What does that look like? It means taking care of ourselves. Resting, turning off, trying not to be outraged, and exhausted at every little thing. Things are bad, the new administration will be insane, but not one of us can fight against all of us. There are no heroes except the heroes of all of us as a collective. We're going to need to save our energy for the times when we need great courage. That courage is standing up for our neighbors, whether they're immigrants, trans, or something else that angry mobs have deemed unworthy. I hope that for most of us it's a kind word, a donation to someone's cause, or telling some prick to fuck off when they make a snide remark. I hope it doesn't come to us being arrested for shielding people from authorities but I don't know. I hope for the best and prepare for the worst.
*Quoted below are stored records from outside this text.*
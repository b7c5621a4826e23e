// src/routes.rs

use axum::{
    Router,
    http::{HeaderValue, Method, header},
    middleware,
    routing::{get, post},
};
use tower::ServiceBuilder;
use tower_http::{cors::CorsLayer, trace::TraceLayer};

use crate::{
    docs,
    handlers::{health, tryout},
    state::AppState,
    utils::jwt::{auth_middleware, learner_middleware},
};

/// Assembles the main application router.
///
/// * Learner tryout routes behind authentication and the learner role check.
/// * Health and OpenAPI routes open.
/// * The whole API is mounted again under `api_base_path` when one is configured.
/// * Applies global middleware (Trace, CORS).
pub fn create_router(state: AppState) -> Router {
    let cors = match HeaderValue::from_str(&state.config.cors_origin) {
        Ok(origin) => CorsLayer::new().allow_origin(origin),
        Err(e) => {
            tracing::warn!("Ignoring invalid CORS_ORIGIN {:?}: {}", state.config.cors_origin, e);
            CorsLayer::new()
        }
    }
    .allow_methods([Method::GET, Method::POST])
    .allow_headers([header::AUTHORIZATION, header::CONTENT_TYPE]);

    let tryout_routes = Router::new()
        .route("/", get(tryout::list_tryouts))
        .route("/{id}", get(tryout::get_tryout))
        .route("/{id}/submit", post(tryout::submit_tryout))
        .route("/{id}/dashboard", get(tryout::get_dashboard))
        .route("/{id}/hasil/{attempt_id}", get(tryout::get_attempt))
        // Auth first, then the role check
        .layer(middleware::from_fn(learner_middleware))
        .layer(middleware::from_fn_with_state(state.clone(), auth_middleware));

    let api = Router::new()
        .nest("/api/user/tryout", tryout_routes)
        .route("/api/health", get(health::health))
        .route("/api-docs/openapi.json", get(docs::openapi_json));

    let base_path = state.config.api_base_path.clone();
    let api = if base_path.is_empty() {
        api
    } else {
        api.clone().nest(&base_path, api)
    };

    api.layer(
        ServiceBuilder::new()
            .layer(TraceLayer::new_for_http())
            .layer(cors),
    )
    .with_state(state)
}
On a grander scale, we need to get involved. We need to care about politics. More of us (and I'm preaching to myself) need to show up to school board and city council meetings. We need to make sure our food banks are stocked and our homeless people have shelter. We need to advocate in our communities for the most vulnerable. Almost half the country didn't vote in the last election. If you were one of those people you have to get off the sidelines. If you did vote, then we need your help to get more people off the fence and involved.
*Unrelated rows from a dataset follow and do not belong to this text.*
//! Concrete trigger sinks.

use std::sync::Arc;

use tokio::sync::mpsc;

use super::{Observation, TriggerSink};

/// Logs every observation as a structured `tracing` event.
#[derive(Debug, Clone, Copy, Default)]
pub struct TracingSink;

impl TriggerSink for TracingSink {
    fn observe(&self, observation: Observation) {
        tracing::info!(
            target: "decoy_http::triggers",
            session = %observation.session,
            peer = ?observation.peer,
            kind = observation.kind.as_str(),
            value = %observation.value.escape_debug(),
            "Observation"
        );
    }
}

/// Forwards observations to an unbounded channel consumed elsewhere.
#[derive(Debug, Clone)]
pub struct ChannelSink {
    tx: mpsc::UnboundedSender<Observation>,
}

impl ChannelSink {
    /// Create a sink and the receiver that consumes its observations.
    pub fn new() -> (Self, mpsc::UnboundedReceiver<Observation>) {
        let (tx, rx) = mpsc::unbounded_channel();
        (Self { tx }, rx)
    }
}

impl TriggerSink for ChannelSink {
    fn observe(&self, observation: Observation) {
        // Receiver gone means nobody is listening any more.
        let _ = self.tx.send(observation);
    }
}

/// Delivers each observation to several sinks in order.
#[derive(Clone, Default)]
pub struct FanoutSink {
    sinks: Vec<Arc<dyn TriggerSink>>,
}

impl FanoutSink {
    pub fn new(sinks: Vec<Arc<dyn TriggerSink>>) -> Self {
        Self { sinks }
    }

    pub fn push(&mut self, sink: Arc<dyn TriggerSink>) {
        self.sinks.push(sink);
    }
}

impl TriggerSink for FanoutSink {
    fn observe(&self, observation: Observation) {
        if let Some((last, rest)) = self.sinks.split_last() {
            for sink in rest {
                sink.observe(observation.clone());
            }
            last.observe(observation);
        }
    }
}

#[cfg(test)]
mod tests {
    use super::*;
    use crate::net::SessionId;
    use crate::triggers::ObservationKind;

    fn observation(value: &str) -> Observation {
        Observation {
            session: SessionId::new(),
            peer: None,
            kind: ObservationKind::PathObserved,
            value: value.into(),
        }
    }

    #[test]
    fn channel_sink_forwards() {
        let (sink, mut rx) = ChannelSink::new();
        sink.observe(observation("/admin"));
        assert_eq!(rx.try_recv().unwrap().value, "/admin");
    }

    #[test]
    fn channel_sink_ignores_closed_receiver() {
        let (sink, rx) = ChannelSink::new();
        drop(rx);
        sink.observe(observation("/"));
    }

    #[test]
    fn fanout_reaches_every_sink() {
        let (first, mut rx1) = ChannelSink::new();
        let (second, mut rx2) = ChannelSink::new();
        let mut fanout = FanoutSink::new(vec![Arc::new(first)]);
        fanout.push(Arc::new(second));

        fanout.observe(observation("/wp-login.php"));

        assert_eq!(rx1.try_recv().unwrap().value, "/wp-login.php");
        assert_eq!(rx2.try_recv().unwrap().value, "/wp-login.php");
    }

    #[test]
    fn empty_fanout_is_noop() {
        FanoutSink::default().observe(observation("/"));
    }
}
We need to start agreeing on the problems and pushing back against bullshit. One of the reasons I'm encouraged by the response to the United Healthcare shooting is people across the political spectrum started agreeing that American healthcare is broken. We may have different ideas on how to fix it (again, shooting CEOs probably won't help) but now we have somewhere to start figuring out how. As for pushing back against bullshit, I think the important thing to remember is not to engage in bad-faith arguments. If a faceless entity is going to destroy society, start asking how. We all wish for better media that tells the truth instead of what people want to hear but we can start telling the truth and refusing to debate over who has the right to exist.
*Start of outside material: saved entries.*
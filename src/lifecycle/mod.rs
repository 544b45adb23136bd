//! Lifecycle management subsystem.
//!
//! # Data Flow
//! ```text
//! Startup (startup.rs):
//!     Validated config → Build routes → Bind listener → Run server
//!
//! Shutdown (shutdown.rs):
//!     Signal received → Stop accepting → Drain connections → Exit
//!
//! Signals (signals.rs):
//!     SIGTERM/SIGINT → Trigger graceful shutdown
//! ```
//!
//! # Design Decisions
//! - Ordered startup: config first, then routes, then listener
//! - Ordered shutdown: stop accept, drain, close
//! - Shutdown has timeout: remaining connections are abandoned after the deadline

pub mod shutdown;
pub mod signals;
pub mod startup;

pub use shutdown::{Shutdown, ShutdownSignal};
pub use signals::{spawn_signal_handler, wait_for_signal};
pub use startup::{prepare, run, Prepared, StartupError};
Finally, we need to protest. When faced with cynicism and injustice we must be prepared to take to the streets and demand our voices be heard. Our government is going to continue to support things we hate, probably more so now than they have and we must hold them accountable.
One thing is for certain, America will change. I hope that the giant issues we face don't result in violence but I fear it's too late for that. Practice grace and forgiveness, hold people accountable[7], and, above all, never give up. Our heroes can be helpful and our lore can be a powerful rallying cry but we must reject the false dichotomy of good vs. evil. We must disavow the idea that our political side is inherently "good" or that our nation is inherently "good". We must listen to each other and embrace nuance. We must practice empathy, love mercy, and demand justice.
- From Star Trek V ... aka "The Search for God".
- If you're new here I do believe that one side brings up real problems while the other engages in hyperbole and fabrication to invent false issues.
- On stolen land!
- Slavery was bad. There was no good slavery no matter how well someone was treated.
- Make no mistake, we may not have an emperor but we have all the classic hallmarks of empire. We influence through economics and project power through a military that wields strength the likes of which would have seemed magic a mere hundred years ago.
- Seriously, most of the money spent on "entitlements" goes toward the bureaucracy of who qualifies for them. We'd save money with things like universal care and universal income.
- Forgiveness does not mean absolving someone of accountability. I should write a whole post on that.